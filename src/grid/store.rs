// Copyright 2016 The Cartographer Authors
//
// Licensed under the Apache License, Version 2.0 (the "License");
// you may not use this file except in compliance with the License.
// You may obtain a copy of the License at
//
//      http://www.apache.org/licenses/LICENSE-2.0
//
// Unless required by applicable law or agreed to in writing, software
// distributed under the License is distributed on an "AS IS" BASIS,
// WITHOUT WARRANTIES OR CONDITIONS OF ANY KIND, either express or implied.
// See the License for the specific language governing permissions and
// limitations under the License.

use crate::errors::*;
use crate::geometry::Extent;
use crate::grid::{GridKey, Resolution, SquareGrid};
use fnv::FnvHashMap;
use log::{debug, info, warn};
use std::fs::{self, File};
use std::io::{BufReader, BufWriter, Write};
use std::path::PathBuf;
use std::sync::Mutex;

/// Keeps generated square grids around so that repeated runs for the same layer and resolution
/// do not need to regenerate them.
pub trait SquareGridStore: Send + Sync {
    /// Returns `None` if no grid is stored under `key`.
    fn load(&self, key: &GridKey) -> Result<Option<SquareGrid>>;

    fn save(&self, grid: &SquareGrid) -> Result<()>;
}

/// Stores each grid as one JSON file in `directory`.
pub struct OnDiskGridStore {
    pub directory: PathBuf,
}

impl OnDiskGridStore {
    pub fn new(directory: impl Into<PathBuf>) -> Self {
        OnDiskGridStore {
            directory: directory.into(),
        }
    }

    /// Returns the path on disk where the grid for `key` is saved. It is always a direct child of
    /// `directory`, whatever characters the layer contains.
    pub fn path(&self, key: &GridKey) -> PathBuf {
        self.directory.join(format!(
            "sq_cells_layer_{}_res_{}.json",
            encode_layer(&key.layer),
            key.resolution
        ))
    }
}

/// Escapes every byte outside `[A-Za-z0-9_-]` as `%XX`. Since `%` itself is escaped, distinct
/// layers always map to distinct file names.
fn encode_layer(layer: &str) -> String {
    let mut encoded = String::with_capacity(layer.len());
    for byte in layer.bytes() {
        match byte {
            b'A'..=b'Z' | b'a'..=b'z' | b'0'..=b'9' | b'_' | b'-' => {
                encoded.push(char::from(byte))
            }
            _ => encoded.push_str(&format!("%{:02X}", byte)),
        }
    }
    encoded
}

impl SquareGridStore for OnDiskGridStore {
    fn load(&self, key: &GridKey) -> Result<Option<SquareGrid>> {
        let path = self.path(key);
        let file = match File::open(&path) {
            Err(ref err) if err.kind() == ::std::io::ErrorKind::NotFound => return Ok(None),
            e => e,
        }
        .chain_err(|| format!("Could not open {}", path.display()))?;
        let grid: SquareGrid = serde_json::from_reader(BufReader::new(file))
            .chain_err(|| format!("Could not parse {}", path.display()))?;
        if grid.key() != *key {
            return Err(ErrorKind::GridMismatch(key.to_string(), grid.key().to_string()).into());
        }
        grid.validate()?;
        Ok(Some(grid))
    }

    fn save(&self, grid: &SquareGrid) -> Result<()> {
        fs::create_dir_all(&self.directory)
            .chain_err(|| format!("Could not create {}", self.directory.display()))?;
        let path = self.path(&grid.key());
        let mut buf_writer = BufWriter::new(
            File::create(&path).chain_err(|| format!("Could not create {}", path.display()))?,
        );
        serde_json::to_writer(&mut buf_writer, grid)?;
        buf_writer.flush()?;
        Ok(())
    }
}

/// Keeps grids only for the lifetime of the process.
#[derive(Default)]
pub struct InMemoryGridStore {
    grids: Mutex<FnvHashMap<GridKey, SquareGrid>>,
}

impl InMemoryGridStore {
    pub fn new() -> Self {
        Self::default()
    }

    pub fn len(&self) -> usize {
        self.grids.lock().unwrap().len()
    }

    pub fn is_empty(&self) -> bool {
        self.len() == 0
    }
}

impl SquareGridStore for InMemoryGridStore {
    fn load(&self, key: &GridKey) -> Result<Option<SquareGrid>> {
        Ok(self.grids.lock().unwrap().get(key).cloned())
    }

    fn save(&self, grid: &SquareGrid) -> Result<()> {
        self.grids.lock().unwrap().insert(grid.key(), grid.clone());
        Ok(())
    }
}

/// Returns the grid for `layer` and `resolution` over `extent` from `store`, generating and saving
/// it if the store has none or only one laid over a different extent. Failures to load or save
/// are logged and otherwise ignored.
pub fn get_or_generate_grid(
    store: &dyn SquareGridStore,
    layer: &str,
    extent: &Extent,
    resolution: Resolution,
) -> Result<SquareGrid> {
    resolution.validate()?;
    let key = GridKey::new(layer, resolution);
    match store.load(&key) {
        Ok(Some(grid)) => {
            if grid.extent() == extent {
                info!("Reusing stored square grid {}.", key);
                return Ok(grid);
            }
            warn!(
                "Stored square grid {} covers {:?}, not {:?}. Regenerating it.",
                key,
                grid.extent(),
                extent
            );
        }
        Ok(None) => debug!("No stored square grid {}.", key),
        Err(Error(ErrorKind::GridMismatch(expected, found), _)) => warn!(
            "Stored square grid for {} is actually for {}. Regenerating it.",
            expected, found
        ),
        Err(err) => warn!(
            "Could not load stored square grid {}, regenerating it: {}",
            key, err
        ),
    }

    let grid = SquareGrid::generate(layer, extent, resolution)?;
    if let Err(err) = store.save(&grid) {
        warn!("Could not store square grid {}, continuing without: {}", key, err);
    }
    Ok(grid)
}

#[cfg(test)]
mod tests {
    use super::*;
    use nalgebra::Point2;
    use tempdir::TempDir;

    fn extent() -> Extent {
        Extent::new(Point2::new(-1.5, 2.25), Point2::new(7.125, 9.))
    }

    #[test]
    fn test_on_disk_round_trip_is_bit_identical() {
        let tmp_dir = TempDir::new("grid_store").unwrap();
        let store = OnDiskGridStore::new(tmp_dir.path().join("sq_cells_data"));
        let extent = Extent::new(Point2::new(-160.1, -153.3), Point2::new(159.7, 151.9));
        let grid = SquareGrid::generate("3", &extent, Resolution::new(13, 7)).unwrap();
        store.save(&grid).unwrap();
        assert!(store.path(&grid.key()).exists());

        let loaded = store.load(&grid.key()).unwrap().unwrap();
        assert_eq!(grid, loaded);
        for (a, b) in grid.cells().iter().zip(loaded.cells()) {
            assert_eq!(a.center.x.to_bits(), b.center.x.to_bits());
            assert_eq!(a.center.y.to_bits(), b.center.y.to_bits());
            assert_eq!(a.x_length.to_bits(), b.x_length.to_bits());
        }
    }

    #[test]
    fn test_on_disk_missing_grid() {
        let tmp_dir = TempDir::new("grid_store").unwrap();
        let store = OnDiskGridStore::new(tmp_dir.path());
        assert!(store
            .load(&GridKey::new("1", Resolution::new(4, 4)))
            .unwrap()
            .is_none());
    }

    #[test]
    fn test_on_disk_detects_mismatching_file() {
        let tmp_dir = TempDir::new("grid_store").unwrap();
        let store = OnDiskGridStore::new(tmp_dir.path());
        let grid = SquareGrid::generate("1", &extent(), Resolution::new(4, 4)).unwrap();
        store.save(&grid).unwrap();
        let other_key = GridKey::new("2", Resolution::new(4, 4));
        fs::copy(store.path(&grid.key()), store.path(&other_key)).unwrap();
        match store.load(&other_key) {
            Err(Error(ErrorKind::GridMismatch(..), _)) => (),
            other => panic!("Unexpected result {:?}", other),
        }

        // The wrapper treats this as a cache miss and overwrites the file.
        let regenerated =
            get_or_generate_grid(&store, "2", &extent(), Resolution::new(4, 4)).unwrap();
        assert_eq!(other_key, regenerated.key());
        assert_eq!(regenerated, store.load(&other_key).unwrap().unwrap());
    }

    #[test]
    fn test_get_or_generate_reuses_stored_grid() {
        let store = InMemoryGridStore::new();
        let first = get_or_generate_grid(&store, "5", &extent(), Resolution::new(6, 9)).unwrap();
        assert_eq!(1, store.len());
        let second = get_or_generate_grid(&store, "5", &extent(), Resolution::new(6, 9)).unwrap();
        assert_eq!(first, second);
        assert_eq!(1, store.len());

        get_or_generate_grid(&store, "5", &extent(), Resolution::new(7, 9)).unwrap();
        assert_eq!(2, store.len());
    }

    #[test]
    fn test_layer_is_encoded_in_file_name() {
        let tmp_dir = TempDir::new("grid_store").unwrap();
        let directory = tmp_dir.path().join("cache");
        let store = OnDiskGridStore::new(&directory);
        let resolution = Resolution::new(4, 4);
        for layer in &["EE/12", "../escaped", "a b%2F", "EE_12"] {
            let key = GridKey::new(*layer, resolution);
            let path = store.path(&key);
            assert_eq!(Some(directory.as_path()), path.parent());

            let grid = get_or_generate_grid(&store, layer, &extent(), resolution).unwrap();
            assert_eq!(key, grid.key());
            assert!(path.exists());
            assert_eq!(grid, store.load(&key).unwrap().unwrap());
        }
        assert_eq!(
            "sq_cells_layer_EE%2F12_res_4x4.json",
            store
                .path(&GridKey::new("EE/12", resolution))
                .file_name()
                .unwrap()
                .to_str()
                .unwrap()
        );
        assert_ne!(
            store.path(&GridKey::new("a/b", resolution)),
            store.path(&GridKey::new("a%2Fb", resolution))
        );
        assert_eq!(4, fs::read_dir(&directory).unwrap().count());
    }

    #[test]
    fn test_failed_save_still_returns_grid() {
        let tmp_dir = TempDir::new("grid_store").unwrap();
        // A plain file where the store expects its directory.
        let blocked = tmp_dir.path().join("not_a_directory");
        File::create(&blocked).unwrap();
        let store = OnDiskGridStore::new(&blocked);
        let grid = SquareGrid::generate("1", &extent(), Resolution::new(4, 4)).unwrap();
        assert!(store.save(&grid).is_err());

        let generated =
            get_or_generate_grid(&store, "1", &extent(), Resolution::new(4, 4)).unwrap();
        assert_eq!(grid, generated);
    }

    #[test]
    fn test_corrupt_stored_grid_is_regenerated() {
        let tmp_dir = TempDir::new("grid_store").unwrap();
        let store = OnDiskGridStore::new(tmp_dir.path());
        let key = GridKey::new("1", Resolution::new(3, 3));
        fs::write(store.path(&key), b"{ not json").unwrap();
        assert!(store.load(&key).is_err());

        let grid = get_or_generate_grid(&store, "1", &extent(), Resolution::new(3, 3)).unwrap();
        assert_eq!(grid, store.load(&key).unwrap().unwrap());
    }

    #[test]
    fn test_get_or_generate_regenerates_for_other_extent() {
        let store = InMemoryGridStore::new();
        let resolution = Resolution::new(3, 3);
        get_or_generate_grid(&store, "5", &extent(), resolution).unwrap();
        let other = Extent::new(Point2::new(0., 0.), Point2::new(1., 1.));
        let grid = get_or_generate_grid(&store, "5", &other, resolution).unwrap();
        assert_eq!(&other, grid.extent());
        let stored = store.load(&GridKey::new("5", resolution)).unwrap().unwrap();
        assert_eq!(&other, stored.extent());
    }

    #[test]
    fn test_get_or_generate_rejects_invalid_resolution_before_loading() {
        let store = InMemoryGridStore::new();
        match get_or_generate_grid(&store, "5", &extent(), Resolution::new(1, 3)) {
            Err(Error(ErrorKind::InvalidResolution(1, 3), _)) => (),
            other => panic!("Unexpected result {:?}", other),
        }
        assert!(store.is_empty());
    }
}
··········
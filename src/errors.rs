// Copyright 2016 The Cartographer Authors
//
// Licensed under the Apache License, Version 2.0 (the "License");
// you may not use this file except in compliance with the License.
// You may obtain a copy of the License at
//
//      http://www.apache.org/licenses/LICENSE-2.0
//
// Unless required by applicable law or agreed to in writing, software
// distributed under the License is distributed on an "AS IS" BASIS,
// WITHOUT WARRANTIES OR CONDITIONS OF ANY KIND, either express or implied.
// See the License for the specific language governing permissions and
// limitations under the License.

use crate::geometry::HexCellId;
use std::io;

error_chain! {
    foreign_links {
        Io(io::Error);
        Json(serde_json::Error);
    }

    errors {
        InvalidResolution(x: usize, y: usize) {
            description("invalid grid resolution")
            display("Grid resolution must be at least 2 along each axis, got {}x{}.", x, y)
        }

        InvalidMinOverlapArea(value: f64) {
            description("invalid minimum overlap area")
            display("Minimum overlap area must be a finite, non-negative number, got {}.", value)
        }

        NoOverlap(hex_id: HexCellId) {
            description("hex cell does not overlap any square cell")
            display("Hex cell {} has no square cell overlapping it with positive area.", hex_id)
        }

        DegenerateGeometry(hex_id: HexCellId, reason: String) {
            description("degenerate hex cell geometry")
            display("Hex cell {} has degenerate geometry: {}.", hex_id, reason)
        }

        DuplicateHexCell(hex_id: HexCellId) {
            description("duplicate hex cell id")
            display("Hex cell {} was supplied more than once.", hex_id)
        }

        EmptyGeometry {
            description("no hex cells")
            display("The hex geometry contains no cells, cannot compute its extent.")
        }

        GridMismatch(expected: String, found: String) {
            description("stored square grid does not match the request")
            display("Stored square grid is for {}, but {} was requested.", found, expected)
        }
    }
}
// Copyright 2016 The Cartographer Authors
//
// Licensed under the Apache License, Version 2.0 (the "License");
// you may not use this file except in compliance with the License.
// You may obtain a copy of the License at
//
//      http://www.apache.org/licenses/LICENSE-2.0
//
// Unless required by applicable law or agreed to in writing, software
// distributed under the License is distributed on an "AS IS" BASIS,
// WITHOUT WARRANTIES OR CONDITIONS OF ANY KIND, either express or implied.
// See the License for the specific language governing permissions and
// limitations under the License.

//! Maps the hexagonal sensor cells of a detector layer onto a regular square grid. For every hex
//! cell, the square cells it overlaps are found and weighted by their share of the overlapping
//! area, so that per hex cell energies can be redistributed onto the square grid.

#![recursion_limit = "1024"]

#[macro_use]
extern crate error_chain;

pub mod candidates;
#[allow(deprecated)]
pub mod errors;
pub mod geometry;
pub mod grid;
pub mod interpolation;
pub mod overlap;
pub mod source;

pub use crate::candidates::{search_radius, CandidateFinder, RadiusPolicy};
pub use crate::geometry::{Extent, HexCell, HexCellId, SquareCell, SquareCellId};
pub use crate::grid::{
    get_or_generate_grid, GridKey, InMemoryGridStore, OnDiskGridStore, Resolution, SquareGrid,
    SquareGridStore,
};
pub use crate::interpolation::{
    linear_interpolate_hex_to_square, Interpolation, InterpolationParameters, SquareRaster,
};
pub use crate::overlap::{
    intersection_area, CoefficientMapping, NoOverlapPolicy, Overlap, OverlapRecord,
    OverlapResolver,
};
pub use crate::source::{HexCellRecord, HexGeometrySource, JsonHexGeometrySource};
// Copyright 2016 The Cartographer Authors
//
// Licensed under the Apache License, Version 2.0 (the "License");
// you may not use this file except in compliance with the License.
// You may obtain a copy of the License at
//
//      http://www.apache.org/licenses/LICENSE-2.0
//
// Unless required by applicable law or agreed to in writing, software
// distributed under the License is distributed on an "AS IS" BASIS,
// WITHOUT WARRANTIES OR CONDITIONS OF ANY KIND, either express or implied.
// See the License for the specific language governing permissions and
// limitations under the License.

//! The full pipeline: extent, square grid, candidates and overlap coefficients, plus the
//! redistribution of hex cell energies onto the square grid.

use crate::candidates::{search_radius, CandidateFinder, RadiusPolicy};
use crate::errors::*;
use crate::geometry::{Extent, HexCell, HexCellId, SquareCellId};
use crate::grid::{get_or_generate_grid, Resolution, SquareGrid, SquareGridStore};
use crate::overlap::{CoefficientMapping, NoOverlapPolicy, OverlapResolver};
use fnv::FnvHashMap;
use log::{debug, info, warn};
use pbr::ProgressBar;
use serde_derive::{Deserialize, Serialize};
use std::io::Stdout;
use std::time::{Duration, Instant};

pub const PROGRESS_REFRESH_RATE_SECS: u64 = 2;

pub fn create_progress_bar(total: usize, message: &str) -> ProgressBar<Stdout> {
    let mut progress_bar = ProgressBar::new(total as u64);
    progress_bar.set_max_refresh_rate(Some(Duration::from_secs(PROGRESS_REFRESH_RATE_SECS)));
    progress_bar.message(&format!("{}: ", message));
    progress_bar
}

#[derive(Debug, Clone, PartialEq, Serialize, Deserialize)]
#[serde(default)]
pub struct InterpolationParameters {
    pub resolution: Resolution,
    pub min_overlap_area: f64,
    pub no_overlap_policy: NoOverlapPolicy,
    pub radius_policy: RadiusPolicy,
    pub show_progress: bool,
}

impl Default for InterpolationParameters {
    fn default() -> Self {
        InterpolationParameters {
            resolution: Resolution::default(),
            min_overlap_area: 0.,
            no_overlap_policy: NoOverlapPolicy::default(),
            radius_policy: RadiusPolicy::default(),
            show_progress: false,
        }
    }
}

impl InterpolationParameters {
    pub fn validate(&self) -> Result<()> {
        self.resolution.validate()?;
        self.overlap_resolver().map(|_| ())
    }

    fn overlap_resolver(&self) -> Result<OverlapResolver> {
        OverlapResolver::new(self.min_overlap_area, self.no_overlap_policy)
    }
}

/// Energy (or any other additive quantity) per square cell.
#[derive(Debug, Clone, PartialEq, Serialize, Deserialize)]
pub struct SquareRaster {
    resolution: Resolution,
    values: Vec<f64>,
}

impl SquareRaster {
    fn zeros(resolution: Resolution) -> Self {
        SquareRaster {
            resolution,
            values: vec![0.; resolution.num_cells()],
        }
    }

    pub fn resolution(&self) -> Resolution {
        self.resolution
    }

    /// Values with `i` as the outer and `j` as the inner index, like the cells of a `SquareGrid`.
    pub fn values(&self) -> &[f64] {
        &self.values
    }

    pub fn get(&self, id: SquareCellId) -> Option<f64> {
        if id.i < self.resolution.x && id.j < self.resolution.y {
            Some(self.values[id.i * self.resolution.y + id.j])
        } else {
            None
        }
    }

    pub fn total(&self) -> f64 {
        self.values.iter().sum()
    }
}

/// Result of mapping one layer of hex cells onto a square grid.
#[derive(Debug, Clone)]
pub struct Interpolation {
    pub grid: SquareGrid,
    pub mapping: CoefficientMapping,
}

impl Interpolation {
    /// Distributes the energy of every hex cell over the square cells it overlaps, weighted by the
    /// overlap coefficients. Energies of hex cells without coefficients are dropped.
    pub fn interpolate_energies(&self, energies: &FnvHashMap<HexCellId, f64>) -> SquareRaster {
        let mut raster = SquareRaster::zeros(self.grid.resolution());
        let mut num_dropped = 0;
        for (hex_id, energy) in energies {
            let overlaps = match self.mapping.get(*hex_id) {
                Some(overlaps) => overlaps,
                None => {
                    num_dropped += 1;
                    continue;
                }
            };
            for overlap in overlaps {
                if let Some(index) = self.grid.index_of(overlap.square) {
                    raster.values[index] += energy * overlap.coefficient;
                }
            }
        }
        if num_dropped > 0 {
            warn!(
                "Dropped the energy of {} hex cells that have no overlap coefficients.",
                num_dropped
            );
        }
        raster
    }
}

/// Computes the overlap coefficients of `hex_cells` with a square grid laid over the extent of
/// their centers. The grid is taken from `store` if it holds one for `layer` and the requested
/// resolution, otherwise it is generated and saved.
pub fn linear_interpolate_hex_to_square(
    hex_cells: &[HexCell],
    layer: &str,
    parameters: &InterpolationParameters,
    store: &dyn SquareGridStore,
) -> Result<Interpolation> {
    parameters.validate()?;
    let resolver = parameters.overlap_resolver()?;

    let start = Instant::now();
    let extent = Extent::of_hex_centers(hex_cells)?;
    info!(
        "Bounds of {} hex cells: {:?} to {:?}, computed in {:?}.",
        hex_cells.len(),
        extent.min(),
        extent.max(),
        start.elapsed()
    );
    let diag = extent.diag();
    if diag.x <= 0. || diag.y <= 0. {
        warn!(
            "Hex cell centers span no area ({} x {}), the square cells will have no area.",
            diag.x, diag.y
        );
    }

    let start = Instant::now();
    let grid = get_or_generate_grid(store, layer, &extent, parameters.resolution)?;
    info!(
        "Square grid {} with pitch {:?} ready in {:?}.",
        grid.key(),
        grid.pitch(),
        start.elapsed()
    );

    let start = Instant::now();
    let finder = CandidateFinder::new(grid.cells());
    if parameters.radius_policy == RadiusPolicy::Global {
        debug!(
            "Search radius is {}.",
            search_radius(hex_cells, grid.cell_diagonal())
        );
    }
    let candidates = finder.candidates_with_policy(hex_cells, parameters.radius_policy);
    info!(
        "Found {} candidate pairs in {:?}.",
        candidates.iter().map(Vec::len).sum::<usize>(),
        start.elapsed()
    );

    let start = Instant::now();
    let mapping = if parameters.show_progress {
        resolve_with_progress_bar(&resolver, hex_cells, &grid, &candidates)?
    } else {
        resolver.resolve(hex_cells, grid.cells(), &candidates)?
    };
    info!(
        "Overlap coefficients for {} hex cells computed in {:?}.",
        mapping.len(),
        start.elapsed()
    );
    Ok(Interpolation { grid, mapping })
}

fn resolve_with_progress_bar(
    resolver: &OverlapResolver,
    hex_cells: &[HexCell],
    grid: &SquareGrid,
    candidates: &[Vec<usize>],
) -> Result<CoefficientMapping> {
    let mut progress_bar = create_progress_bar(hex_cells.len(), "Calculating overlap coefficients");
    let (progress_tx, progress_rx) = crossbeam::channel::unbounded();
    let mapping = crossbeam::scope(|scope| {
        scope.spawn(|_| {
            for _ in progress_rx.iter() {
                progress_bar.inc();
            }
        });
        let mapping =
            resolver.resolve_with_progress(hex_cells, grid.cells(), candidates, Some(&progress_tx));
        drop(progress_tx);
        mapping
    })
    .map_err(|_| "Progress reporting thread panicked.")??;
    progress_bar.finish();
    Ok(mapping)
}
··········
Task brief: When a line in the material above holds the word "contains", copy that line.

Answer:
    /// `directory`, whatever characters the layer contains.
            display("The hex geometry contains no cells, cannot compute its extent.")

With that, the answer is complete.